First off, I am running this on a dual core 2.66Ghz processor machine. I am not sure if I have the .AsParallel() call in the correct spot. I tried it directly on the range variable too and that was still slower. I don't understand why...
Here are my results:
Process non-parallel 1000 took 146 milliseconds
Process parallel 1000 took 156 milliseconds
Process non-parallel 5000 took 5187 milliseconds
Process parallel 5000 took 5300 milliseconds
using System;
using System.Collections.Generic;
using System.Diagnostics;
using System.Linq;
namespace DemoConsoleApp
{
internal class Program
{
private static void Main()
{
ReportOnTimedProcess(
() => GetIntegerCombinations(),
"non-parallel 1000");
ReportOnTimedProcess(
() => GetIntegerCombinations(runAsParallel: true),
"parallel 1000");
ReportOnTimedProcess(
() => GetIntegerCombinations(5000),
"non-parallel 5000");
ReportOnTimedProcess(
() => GetIntegerCombinations(5000, true),
"parallel 5000");
Console.Read();
}
private static List<Tuple<int, int>> GetIntegerCombinations(
int iterationCount = 1000, bool runAsParallel = false)
{
IEnumerable<int> range = Enumerable.Range(1, iterationCount);
IEnumerable<Tuple<int, int>> integerCombinations =
from x in range
from y in range
select new Tuple<int, int>(x, y);
return runAsParallel
? integerCombinations.AsParallel().ToList()
: integerCombinations.ToList();
}
private static void ReportOnTimedProcess(
Action process, string processName)
{
var stopwatch = new Stopwatch();
stopwatch.Start();
process();
stopwatch.Stop();
Console.WriteLine("Process {0} took {1} milliseconds",
processName, stopwatch.ElapsedMilliseconds);
}
}
}
The majority of your execution time here is likely going to be in actually creating the list, via the
ToList()
method. This will have to perform several memory allocations, resizing the list and so on. You're also not gaining much of a benefit from parallelizing here because the final operation has to be synchronized (you're building a single list on the output).Try doing something significantly more complex/expensive in the parallel segment, like prime factorization, and increasing the number of iterations to the hundreds of thousands (5000 is a very small number to use when profiling). You should start to see the difference then.
Also make sure that you're profiling in release mode; all too often I see attempts to profile in debug mode, and the results from that will not be accurate.
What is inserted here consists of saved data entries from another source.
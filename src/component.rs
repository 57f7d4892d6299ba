//! Component trait - Interface for UI components
//!
//! Each component encapsulates its own state, event handling, and rendering logic.
//! Components communicate through Actions rather than direct state mutation.

use crate::action::Action;
use crate::i18n::Translator;
use anyhow::Result;
use crossterm::event::{KeyEvent, MouseEvent};
use ratatui::{layout::Rect, Frame};

/// Trait for UI components
///
/// Components are self-contained units that:
/// - Handle their own key/mouse events
/// - Maintain local state
/// - Render themselves to a frame
///
/// Components never own translations. The controller lends its translator
/// at draw time so a locale switch is visible on the next frame.
pub trait Component {
    /// Handle a key event, returning an optional Action
    ///
    /// Local state (cursor, selection) may change here; anything the
    /// parent must react to is returned as an Action.
    fn handle_key_event(&mut self, key: KeyEvent) -> Result<Option<Action>> {
        let _ = key;
        Ok(None)
    }

    /// Handle a mouse event, returning an optional Action
    fn handle_mouse_event(&mut self, mouse: MouseEvent) -> Result<Option<Action>> {
        let _ = mouse;
        Ok(None)
    }

    /// Draw the component to the frame
    ///
    /// Rendering may record layout (e.g. clickable rows) but must not
    /// change what the component represents.
    fn draw(&mut self, frame: &mut Frame, area: Rect, i18n: &dyn Translator) -> Result<()>;
}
It's slightly slower because PLINQ has a certain overhead (threads, scheduling, etc) so you have to pick carefully what you will parallelize. This particular code you're benchmarking isn't really worth parallelizing, you have to parallelize over tasks with significant load, otherwise the overhead will weight more than the benefits of parallelization.